#### Work item:
Collect all lines from the records below that include the word "DefaultMakeSpan".
====== Extracted data
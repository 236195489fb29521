//! Shared application router builder.
//!
//! [`build_app_router`] is used by both the binary and the integration
//! tests so they run behind the same middleware stack.

use std::time::Duration;

use axum::http::header::{ACCEPT_LANGUAGE, AUTHORIZATION, CONTENT_TYPE};
use axum::http::{HeaderName, Method, StatusCode};
use axum::Router;
use tower_http::catch_panic::CatchPanicLayer;
use tower_http::cors::CorsLayer;
use tower_http::request_id::{MakeRequestUuid, PropagateRequestIdLayer, SetRequestIdLayer};
use tower_http::timeout::TimeoutLayer;
use tower_http::trace::{DefaultMakeSpan, DefaultOnResponse, TraceLayer};
use tracing::Level;

use crate::config::ServerConfig;
use crate::routes;
use crate::state::AppState;

/// Build the full application [`Router`] with all middleware layers.
///
/// The middleware stack is applied bottom-up:
///
/// 1. CORS
/// 2. Set request ID on incoming requests
/// 3. Structured request/response tracing
/// 4. Propagate request ID to response
/// 5. Request timeout
/// 6. Panic recovery (catch panics, return 500)
pub fn build_app_router(state: AppState, config: &ServerConfig) -> Router {
    let cors = build_cors_layer(config);
    let request_id_header = HeaderName::from_static("x-request-id");

    Router::new()
        .merge(routes::health::router())
        .nest("/api/v1", routes::api_routes())
        .layer(CatchPanicLayer::new())
        .layer(TimeoutLayer::with_status_code(
            StatusCode::REQUEST_TIMEOUT,
            Duration::from_secs(config.request_timeout_secs),
        ))
        .layer(PropagateRequestIdLayer::new(request_id_header.clone()))
        .layer(
            TraceLayer::new_for_http()
                .make_span_with(DefaultMakeSpan::new().level(Level::INFO))
                .on_response(DefaultOnResponse::new().level(Level::INFO)),
        )
        .layer(SetRequestIdLayer::new(request_id_header, MakeRequestUuid))
        .layer(cors)
        .with_state(state)
}

/// Build the CORS layer from the configured origins.
///
/// Panics at startup on an unparseable origin.
pub fn build_cors_layer(config: &ServerConfig) -> CorsLayer {
    let origins: Vec<_> = config
        .cors_origins
        .iter()
        .map(|o| {
            o.parse()
                .unwrap_or_else(|e| panic!("Invalid CORS origin '{o}': {e}"))
        })
        .collect();

    CorsLayer::new()
        .allow_origin(origins)
        .allow_methods([Method::GET, Method::POST, Method::PUT, Method::DELETE])
        .allow_headers([CONTENT_TYPE, AUTHORIZATION, ACCEPT_LANGUAGE])
        .allow_credentials(true)
        .max_age(Duration::from_secs(3600))
}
============
#### Answer to the problem:
use tower_http::trace::{DefaultMakeSpan, DefaultOnResponse, TraceLayer};
                .make_span_with(DefaultMakeSpan::new().level(Level::INFO))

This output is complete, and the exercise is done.